==== MATERIAL FOR THIS EXERCISE

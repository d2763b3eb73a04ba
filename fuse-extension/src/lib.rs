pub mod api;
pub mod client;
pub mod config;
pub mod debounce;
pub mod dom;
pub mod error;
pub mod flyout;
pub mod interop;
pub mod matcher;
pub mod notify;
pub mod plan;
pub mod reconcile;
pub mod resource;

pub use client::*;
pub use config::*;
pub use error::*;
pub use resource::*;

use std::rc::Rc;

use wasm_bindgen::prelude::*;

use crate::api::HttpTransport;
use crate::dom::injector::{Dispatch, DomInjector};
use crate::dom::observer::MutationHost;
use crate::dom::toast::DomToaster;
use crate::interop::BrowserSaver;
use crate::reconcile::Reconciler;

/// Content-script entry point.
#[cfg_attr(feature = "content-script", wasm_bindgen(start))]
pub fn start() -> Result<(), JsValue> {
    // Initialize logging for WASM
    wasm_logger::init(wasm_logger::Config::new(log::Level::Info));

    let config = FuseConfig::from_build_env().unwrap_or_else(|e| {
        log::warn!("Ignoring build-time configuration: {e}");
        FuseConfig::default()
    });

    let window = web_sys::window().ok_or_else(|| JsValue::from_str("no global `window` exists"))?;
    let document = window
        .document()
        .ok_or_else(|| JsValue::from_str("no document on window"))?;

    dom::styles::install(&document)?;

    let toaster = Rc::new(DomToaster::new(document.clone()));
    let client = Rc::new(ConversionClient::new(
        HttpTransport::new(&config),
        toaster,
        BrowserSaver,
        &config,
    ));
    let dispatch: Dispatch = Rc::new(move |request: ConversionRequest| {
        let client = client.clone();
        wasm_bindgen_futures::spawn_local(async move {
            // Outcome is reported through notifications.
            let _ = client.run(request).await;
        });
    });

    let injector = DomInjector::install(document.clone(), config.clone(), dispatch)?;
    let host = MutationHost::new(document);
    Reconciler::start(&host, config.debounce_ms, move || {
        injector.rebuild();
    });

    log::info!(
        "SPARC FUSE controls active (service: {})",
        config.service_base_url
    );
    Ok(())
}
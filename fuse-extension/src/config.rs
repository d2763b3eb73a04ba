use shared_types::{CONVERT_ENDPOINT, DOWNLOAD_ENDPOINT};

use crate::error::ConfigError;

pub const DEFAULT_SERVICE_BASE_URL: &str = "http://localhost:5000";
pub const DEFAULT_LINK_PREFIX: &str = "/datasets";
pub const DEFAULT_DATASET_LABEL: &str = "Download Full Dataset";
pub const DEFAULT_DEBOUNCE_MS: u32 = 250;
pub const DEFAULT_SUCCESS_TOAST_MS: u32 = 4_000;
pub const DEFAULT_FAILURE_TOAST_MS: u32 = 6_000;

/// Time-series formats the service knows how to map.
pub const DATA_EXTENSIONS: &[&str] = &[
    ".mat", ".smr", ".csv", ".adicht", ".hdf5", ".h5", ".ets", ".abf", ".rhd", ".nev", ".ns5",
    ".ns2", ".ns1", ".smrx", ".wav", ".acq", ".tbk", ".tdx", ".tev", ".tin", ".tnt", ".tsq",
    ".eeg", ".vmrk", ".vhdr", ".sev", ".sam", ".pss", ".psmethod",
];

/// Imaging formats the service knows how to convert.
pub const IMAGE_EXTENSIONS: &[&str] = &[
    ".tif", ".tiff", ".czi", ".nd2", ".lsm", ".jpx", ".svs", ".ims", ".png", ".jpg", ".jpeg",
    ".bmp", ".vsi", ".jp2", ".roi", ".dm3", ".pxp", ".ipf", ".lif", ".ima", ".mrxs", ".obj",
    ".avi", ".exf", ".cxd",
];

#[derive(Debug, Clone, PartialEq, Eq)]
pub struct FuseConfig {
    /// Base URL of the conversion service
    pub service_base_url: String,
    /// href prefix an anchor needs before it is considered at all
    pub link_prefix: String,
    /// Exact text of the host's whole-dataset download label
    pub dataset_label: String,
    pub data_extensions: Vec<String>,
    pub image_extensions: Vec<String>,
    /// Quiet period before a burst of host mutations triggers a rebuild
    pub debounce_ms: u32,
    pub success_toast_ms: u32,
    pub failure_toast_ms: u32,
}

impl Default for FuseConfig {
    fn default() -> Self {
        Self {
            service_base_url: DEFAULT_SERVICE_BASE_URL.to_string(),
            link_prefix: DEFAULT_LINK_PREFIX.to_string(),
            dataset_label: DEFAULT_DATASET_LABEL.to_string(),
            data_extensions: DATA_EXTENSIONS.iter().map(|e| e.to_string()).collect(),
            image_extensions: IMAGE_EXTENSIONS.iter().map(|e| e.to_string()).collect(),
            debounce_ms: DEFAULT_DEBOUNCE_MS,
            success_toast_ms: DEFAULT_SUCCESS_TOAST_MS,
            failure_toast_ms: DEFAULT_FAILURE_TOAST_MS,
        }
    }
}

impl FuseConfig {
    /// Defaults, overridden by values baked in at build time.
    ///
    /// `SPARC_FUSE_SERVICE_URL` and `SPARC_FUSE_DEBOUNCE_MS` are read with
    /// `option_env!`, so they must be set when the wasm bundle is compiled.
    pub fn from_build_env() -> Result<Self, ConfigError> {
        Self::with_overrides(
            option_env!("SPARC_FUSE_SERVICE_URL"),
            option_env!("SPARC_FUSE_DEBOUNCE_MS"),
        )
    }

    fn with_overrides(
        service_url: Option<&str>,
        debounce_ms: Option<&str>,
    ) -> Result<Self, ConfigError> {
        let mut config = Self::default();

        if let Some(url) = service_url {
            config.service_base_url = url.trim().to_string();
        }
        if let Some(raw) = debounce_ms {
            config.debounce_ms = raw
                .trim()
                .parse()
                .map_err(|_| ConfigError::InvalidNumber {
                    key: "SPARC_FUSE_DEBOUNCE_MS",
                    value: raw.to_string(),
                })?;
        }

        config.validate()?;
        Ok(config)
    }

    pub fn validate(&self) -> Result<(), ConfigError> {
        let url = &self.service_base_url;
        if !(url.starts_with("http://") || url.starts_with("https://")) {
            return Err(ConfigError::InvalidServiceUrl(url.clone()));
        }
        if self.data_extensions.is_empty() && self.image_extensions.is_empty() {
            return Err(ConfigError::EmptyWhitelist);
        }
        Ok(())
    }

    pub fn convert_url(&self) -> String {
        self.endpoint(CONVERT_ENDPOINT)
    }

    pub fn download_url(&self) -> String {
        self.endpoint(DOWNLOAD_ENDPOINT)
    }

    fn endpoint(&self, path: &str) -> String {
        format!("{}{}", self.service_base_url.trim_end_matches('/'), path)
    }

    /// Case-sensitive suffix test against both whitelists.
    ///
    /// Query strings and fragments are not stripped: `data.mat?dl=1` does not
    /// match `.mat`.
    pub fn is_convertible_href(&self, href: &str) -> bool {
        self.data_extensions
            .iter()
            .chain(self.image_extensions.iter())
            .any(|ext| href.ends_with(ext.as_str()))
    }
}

========

» THE PROBLEM
Please copy, exactly and with nothing else, the lines above beginning at the line that has "let host = MutationHost::new(document);" and ending with the line that has "use crate::error::ConfigError;".

» ANSWER AREA
    let host = MutationHost::new(document);
    Reconciler::start(&host, config.debounce_ms, move || {
        injector.rebuild();
    });

    log::info!(
        "SPARC FUSE controls active (service: {})",
        config.service_base_url
    );
    Ok(())
}
filename fuse-extension/src/config.rs
repository d2763b3eb73a04ba
use shared_types::{CONVERT_ENDPOINT, DOWNLOAD_ENDPOINT};

use crate::error::ConfigError;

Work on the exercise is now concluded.